Globalement, la situation s'annonce mal pour le PS, selon le dernier sondage réalisé du 31 mai au 1er juin par téléphone auprès de 929 personnes représentatives de la population française de 18 ans et plus inscrites sur les listes électorales, extrait d'un échantillon national représentatif de 1008 personnes (méthode de quotas) et publié dans le Journal du Dimanche (JDD). Alors que l'UMP est créditée de 420 à 460 sièges sur les 555 alloués aux députés de France métropolitaine, contre 359 aujourd'hui, le PS n'en totaliserait qu'entre 80 et 120, contre 149 aujourd'hui. Mais en raison notamment du jeu des alliances, certains candidats qualifiés le 10 juin jetteront l'éponge et, si certaines triangulaires s'esquissent le 17, le second tour prendra dans l'écrasante majorité des circonscriptions la forme d'un duel.

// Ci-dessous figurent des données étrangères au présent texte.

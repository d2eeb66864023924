//! # Clinical Agents Core
//!
//! Agent-chain orchestrator for clinical decision support.
//!
//! A single validated clinical request is threaded through a fixed, linear
//! chain of reasoning stages (intake → clinical knowledge → risk →
//! recommendation → explainability → safety), each stage calling an external
//! reasoning service and writing its designated fields of a shared
//! [`ClinicalState`]. The final safety stage persists an audit record and
//! assembles the risk-gated output returned to the caller.
//!
//! ## Core Concepts
//!
//! - **State**: [`ClinicalState`], owned by the pipeline for one run,
//!   write-once-per-stage
//! - **Agent**: one chain stage, `run(state) -> state` over the reasoning
//!   boundary
//! - **Pipeline**: the sequential fail-fast driver
//! - **Risk gate**: `approval_required`, true exactly when the risk stage
//!   classifies the request `HIGH`
//! - **Audit trail**: one durable [`AuditRecord`] per run, success or failure
//!
//! ## Example
//!
//! ```ignore
//! use std::sync::Arc;
//! use clinical_agents_core::{InMemoryAuditSink, Pipeline};
//!
//! let client = Arc::new(my_reasoning_client);
//! let sink = Arc::new(InMemoryAuditSink::new());
//! let pipeline = Pipeline::new(client, sink);
//!
//! let output = pipeline.run(input).await?;
//! assert_eq!(output.approval_required, output.risk_summary["risk_level"] == "HIGH");
//! ```
//!
//! The HTTP layer, API-key authentication, rate limiting and durable audit
//! storage are external collaborators; this crate defines only their
//! boundaries ([`ReasoningClient`], [`AuditSink`]).

pub mod agents;
pub mod audit;
pub mod output;
pub mod pipeline;
pub mod reasoning;
pub mod state;

// Re-export main types for convenience
pub use agents::{AGENT_CHAIN, Agent, AgentError};
pub use audit::{AuditError, AuditRecord, AuditSink, AuditStatus, InMemoryAuditSink, RiskLevel};
pub use output::{AuditTrail, FinalOutput};
pub use pipeline::{Pipeline, PipelineError};
pub use reasoning::{ReasoningClient, ReasoningError};
pub use state::{ClinicalInput, ClinicalState, JsonMap, Vitals};
//! Risk stratification stage: classification and the approval gate

use std::sync::Arc;

use async_trait::async_trait;
use serde_json::{Value, json};
use tracing::warn;

use super::{Agent, AgentError, expect_object, required};
use crate::audit::RiskLevel;
use crate::reasoning::ReasoningClient;
use crate::state::ClinicalState;

const INSTRUCTION: &str = "You are a risk stratification agent. \
Classify patient risk as exactly one of LOW, MODERATE, or HIGH and justify \
clearly. Be conservative: on ambiguous input, prefer escalation over \
understatement.";

/// Classifies patient risk and derives the approval gate.
///
/// Reads `patient_profile` and `clinical_insights`; writes
/// `risk_assessment` and `approval_required`.
///
/// A reply that omits `risk_level`, or carries a label outside the three
/// classes, is normalized to `UNKNOWN` with `approval_required = false`.
/// The fallback is written back into the assessment so downstream stages
/// never see the field missing.
pub struct RiskAgent {
    client: Arc<dyn ReasoningClient>,
}

impl RiskAgent {
    /// Create the stage around a reasoning client.
    #[must_use]
    pub fn new(client: Arc<dyn ReasoningClient>) -> Self {
        Self { client }
    }
}

#[async_trait]
impl Agent for RiskAgent {
    fn name(&self) -> &'static str {
        "risk"
    }

    async fn run(&self, state: &mut ClinicalState) -> Result<(), AgentError> {
        let profile = required(&state.patient_profile, "patient_profile")?;
        let insights = required(&state.clinical_insights, "clinical_insights")?;
        let payload = json!({
            "profile": profile,
            "insights": insights,
        });

        let reply = self.client.invoke(INSTRUCTION, &payload).await?;
        let mut assessment = expect_object(self.name(), reply)?;

        let level = assessment
            .get("risk_level")
            .and_then(Value::as_str)
            .map_or(RiskLevel::Unknown, RiskLevel::from_label);
        if level == RiskLevel::Unknown {
            warn!("risk stage produced no usable risk_level, recording UNKNOWN");
        }
        assessment.insert(
            "risk_level".to_string(),
            Value::String(level.as_str().to_string()),
        );

        state.approval_required = level.requires_approval();
        state.risk_assessment = Some(assessment);
        Ok(())
    }
}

Outre le PS, toute l'opposition devrait faire les frais de la "vague bleue" (couleur de l'UMP) et du "rouleau-compresseur" UMP. Selon Ifop, le centriste François Bayrou et ses partisans, qui viennent de créer le Mouvement démocrate (MoDem), et lâchés par nombre de députés centristes ralliés à Sarkozy, auraient entre 0 et 4 sièges et les Verts, deux au mieux. Quant aux communistes, ils devraient se contenter de 9 à 15 députés contre 21 aujourd'hui et renoncer à leur groupe parlementaire (il faut 20 députés).

A droite de l'UMP, le Mouvement pour la France (MPF) du souverainiste Philippe de Villiers retrouverait lui ses deux élus. Les électeurs de Polynésie française, dans le Pacifique, ont déjà voté samedi, avec huit jours d'avance, pour permettre aux autorités à Papeete (Tahiti) d'acheminer à temps les documents électoraux du second tour.